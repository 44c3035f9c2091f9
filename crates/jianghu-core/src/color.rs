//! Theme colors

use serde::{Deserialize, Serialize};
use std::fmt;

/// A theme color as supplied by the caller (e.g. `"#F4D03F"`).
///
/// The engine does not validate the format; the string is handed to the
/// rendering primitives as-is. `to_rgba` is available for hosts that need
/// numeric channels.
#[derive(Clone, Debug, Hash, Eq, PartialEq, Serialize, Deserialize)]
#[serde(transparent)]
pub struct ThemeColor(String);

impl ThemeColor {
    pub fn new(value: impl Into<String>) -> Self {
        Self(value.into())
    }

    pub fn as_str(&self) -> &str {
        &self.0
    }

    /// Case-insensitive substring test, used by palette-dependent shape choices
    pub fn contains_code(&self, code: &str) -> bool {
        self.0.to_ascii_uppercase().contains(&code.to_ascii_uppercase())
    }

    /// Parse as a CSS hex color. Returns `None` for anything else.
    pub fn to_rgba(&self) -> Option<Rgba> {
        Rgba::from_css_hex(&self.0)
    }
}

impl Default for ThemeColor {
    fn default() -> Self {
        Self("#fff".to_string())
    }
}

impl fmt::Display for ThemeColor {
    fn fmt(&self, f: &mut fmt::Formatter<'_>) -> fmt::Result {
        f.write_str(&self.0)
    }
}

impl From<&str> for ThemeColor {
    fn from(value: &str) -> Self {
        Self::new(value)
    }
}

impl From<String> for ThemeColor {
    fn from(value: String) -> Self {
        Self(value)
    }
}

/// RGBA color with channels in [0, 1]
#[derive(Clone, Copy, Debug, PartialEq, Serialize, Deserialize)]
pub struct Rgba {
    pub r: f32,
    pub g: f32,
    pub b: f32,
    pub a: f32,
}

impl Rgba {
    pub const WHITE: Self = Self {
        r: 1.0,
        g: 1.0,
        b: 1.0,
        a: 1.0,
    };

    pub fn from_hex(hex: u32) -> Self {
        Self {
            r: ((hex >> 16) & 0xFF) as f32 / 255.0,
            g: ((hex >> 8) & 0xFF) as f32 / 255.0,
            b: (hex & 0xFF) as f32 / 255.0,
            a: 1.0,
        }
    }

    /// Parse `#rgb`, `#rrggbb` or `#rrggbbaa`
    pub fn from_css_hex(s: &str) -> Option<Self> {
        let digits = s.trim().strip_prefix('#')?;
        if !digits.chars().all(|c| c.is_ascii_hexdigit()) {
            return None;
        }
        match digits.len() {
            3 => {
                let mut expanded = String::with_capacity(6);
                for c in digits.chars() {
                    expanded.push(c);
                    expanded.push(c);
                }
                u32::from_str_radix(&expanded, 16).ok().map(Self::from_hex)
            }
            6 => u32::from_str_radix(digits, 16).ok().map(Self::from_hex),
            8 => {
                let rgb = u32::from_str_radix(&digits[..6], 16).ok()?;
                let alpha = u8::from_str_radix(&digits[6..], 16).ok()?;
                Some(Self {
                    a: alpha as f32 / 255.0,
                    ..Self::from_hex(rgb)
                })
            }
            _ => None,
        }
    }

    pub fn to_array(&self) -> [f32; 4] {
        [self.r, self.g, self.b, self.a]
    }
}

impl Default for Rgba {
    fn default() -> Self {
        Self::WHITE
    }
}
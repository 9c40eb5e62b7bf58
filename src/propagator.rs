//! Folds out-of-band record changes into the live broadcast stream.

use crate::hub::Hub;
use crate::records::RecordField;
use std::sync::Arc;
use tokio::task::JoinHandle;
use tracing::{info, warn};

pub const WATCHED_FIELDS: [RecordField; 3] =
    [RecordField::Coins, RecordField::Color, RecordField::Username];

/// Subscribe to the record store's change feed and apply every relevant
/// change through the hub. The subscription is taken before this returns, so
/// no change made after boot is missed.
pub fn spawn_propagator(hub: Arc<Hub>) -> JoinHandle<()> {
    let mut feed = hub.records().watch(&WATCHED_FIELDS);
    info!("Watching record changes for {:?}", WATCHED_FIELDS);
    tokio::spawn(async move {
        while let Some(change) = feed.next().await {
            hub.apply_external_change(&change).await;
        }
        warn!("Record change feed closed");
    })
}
---
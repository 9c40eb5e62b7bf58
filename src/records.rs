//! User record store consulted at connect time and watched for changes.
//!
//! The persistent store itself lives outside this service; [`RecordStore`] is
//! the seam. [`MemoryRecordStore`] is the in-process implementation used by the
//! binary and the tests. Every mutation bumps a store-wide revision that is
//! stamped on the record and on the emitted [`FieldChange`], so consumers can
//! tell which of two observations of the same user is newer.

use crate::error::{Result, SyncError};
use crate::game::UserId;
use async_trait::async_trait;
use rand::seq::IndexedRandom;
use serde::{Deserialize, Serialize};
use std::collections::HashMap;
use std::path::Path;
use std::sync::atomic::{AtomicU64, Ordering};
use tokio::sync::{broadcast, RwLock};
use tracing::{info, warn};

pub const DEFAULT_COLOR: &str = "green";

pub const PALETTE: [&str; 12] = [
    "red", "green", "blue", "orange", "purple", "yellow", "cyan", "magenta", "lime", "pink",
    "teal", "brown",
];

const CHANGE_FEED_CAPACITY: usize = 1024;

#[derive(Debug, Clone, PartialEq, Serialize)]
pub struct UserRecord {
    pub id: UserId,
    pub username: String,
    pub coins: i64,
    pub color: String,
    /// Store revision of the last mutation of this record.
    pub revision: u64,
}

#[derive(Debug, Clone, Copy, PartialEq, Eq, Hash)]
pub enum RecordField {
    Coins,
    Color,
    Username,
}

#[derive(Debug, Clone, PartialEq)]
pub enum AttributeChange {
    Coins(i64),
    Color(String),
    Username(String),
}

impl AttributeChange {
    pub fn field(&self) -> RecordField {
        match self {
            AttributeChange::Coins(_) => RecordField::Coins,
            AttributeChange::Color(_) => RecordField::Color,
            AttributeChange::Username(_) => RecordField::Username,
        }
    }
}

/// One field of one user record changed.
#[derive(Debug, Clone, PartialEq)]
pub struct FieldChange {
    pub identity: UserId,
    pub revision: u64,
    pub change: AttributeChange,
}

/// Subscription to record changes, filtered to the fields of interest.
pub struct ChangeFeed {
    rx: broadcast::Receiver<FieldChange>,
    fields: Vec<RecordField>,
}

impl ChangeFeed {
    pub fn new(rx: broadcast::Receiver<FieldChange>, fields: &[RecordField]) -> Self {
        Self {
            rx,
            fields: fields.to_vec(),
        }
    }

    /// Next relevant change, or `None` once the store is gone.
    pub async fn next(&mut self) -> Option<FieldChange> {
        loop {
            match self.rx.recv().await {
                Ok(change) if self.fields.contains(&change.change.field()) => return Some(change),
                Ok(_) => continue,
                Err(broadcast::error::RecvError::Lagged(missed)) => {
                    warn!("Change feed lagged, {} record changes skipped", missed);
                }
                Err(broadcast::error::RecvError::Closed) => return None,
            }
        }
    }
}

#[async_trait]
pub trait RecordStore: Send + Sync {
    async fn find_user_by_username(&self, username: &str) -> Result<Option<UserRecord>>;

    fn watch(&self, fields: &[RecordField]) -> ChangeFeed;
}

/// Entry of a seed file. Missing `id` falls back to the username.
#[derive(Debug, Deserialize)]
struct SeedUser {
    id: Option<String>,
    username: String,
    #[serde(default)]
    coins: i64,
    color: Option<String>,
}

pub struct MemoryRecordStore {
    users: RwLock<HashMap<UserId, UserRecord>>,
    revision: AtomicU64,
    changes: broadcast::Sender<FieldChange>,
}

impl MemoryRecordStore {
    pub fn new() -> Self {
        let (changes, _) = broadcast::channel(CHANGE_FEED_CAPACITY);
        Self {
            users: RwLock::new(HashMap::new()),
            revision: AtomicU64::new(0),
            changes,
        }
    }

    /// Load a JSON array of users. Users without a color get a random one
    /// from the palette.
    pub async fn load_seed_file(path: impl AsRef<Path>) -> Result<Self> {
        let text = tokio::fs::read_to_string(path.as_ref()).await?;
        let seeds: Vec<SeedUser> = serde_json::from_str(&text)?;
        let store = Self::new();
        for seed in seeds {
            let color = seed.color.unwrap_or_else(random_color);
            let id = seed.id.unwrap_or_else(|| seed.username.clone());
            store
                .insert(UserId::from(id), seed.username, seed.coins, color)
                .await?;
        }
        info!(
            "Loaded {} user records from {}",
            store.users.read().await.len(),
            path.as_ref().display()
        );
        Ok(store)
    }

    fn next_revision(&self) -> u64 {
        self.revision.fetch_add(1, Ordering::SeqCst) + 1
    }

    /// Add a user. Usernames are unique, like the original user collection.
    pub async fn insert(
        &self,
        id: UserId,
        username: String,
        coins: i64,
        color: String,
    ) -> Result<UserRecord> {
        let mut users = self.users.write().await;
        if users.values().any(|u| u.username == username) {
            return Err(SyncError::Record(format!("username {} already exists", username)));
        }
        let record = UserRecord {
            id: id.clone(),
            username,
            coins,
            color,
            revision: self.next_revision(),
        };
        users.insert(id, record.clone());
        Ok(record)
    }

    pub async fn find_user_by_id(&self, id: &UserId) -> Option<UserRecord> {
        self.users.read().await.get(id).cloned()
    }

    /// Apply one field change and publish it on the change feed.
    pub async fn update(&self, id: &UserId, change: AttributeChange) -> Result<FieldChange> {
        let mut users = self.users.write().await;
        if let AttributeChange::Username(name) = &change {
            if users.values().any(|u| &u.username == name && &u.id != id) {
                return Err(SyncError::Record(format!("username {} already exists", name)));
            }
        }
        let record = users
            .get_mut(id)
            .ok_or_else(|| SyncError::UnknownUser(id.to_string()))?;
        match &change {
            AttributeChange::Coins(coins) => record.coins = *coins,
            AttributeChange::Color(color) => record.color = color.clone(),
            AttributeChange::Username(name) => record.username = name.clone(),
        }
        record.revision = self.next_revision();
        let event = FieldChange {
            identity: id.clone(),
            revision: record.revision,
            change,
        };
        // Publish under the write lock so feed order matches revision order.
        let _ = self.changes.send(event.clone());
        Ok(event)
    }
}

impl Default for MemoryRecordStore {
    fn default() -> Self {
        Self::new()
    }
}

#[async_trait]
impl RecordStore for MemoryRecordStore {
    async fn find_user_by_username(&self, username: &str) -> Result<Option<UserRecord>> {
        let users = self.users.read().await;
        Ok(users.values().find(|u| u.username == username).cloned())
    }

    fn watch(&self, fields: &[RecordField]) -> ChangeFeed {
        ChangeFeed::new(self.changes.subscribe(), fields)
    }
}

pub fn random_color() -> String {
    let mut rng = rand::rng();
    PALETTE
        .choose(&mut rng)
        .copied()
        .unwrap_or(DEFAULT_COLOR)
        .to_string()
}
---
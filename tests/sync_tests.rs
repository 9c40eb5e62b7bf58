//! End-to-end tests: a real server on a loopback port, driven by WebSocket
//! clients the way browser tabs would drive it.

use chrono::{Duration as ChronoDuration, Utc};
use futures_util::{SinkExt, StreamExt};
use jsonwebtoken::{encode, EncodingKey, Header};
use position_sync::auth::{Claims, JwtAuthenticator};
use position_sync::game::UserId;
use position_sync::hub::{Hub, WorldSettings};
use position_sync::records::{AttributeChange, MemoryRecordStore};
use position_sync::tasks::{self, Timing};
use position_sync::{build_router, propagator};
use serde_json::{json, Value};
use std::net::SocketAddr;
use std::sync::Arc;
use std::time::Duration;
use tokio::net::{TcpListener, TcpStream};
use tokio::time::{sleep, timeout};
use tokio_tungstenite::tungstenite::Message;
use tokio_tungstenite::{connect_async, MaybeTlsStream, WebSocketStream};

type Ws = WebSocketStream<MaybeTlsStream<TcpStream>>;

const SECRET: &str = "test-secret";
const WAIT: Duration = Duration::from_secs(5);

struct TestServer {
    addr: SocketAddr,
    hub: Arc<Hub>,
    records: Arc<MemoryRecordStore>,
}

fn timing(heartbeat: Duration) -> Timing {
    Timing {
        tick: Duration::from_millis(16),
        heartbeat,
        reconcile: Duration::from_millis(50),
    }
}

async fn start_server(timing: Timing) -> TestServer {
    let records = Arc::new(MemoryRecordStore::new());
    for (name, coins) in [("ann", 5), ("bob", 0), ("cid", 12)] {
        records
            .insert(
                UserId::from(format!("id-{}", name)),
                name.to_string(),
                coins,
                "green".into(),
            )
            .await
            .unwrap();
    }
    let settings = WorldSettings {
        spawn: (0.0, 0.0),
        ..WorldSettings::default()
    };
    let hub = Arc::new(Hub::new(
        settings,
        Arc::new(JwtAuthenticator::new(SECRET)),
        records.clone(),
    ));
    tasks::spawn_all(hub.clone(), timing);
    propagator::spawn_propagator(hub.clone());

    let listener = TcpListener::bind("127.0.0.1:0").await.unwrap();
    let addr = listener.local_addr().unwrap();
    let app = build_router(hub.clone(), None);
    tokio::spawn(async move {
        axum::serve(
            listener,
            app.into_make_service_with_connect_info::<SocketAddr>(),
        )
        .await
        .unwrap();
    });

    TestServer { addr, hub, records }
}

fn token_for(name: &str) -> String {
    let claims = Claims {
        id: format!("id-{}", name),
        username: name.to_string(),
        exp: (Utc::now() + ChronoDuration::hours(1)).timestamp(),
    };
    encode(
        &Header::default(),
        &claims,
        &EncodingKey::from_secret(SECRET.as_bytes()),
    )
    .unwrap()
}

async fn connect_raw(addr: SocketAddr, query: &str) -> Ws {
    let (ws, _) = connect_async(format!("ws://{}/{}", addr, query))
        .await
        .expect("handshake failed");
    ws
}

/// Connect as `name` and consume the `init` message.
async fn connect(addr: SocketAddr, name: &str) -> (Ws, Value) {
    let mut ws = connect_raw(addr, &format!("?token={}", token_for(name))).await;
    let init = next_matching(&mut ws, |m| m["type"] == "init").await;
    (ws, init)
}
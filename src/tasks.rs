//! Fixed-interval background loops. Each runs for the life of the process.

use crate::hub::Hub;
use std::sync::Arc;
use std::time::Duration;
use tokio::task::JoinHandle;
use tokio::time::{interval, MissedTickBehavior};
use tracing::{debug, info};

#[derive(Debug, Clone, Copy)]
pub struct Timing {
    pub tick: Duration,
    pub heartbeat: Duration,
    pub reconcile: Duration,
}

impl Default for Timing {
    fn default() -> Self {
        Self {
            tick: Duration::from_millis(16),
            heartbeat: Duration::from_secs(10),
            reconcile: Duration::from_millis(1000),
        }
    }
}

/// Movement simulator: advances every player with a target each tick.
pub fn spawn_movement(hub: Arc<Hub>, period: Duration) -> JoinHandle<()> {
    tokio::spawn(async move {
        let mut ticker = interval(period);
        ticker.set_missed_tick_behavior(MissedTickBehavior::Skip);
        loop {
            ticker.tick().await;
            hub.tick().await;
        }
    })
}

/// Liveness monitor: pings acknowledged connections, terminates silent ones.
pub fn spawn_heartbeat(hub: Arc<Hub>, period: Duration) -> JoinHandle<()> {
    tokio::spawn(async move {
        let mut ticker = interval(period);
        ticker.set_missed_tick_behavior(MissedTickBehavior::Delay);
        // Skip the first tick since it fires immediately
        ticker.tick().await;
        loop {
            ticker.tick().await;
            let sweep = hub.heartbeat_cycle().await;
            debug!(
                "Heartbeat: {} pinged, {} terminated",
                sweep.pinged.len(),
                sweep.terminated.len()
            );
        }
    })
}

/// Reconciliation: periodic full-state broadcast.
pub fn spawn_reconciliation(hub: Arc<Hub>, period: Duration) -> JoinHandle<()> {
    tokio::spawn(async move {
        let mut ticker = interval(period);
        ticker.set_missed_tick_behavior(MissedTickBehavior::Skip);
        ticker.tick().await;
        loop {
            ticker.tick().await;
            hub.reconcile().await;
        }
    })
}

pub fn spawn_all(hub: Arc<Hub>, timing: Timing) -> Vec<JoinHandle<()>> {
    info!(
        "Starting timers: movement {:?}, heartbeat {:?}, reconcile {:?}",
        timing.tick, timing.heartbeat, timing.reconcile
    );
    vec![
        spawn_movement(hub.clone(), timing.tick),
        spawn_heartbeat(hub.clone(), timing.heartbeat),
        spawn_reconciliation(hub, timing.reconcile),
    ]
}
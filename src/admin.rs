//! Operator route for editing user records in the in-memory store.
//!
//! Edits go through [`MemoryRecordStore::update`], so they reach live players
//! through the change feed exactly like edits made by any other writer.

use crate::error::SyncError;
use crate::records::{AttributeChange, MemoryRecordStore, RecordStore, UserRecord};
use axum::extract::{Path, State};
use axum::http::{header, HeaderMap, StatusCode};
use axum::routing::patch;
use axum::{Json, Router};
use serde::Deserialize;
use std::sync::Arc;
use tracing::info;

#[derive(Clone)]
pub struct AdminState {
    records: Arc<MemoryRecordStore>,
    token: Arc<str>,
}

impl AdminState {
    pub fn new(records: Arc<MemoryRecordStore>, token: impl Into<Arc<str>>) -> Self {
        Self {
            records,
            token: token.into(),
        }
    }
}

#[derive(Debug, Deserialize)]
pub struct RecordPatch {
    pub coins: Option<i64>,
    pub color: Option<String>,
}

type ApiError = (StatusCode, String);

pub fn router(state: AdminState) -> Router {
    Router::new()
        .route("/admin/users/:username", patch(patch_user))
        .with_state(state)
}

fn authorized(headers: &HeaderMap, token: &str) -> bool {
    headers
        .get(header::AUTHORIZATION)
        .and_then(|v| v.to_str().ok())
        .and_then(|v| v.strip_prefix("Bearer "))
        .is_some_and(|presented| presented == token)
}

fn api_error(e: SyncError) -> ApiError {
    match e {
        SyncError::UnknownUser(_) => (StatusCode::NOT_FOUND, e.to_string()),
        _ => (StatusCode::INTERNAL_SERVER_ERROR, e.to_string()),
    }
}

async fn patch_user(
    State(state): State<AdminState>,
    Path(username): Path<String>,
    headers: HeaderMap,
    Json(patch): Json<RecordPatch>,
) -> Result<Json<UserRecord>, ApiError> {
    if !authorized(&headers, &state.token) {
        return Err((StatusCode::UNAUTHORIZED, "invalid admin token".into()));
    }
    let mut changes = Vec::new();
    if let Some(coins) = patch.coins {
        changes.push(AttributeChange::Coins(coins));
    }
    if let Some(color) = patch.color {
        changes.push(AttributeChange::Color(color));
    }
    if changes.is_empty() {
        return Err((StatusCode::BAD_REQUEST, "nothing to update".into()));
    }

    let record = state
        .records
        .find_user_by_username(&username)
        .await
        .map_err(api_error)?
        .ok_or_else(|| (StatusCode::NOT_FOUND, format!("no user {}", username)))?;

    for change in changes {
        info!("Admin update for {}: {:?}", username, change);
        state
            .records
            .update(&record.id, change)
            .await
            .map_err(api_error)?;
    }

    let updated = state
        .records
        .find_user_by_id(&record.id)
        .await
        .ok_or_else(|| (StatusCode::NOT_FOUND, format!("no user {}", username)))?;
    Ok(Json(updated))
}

### BRIEF
Among the entries above, locate the lines containing "repository 44c3035f9c2091f9" and "handed to the", and transcribe exactly those two lines and all lines between.

### WRITTEN ANSWER
repository 44c3035f9c2091f9
filename crates/jianghu-core/src/color.rs
//! Theme colors

use serde::{Deserialize, Serialize};
use std::fmt;

/// A theme color as supplied by the caller (e.g. `"#F4D03F"`).
///
/// The engine does not validate the format; the string is handed to the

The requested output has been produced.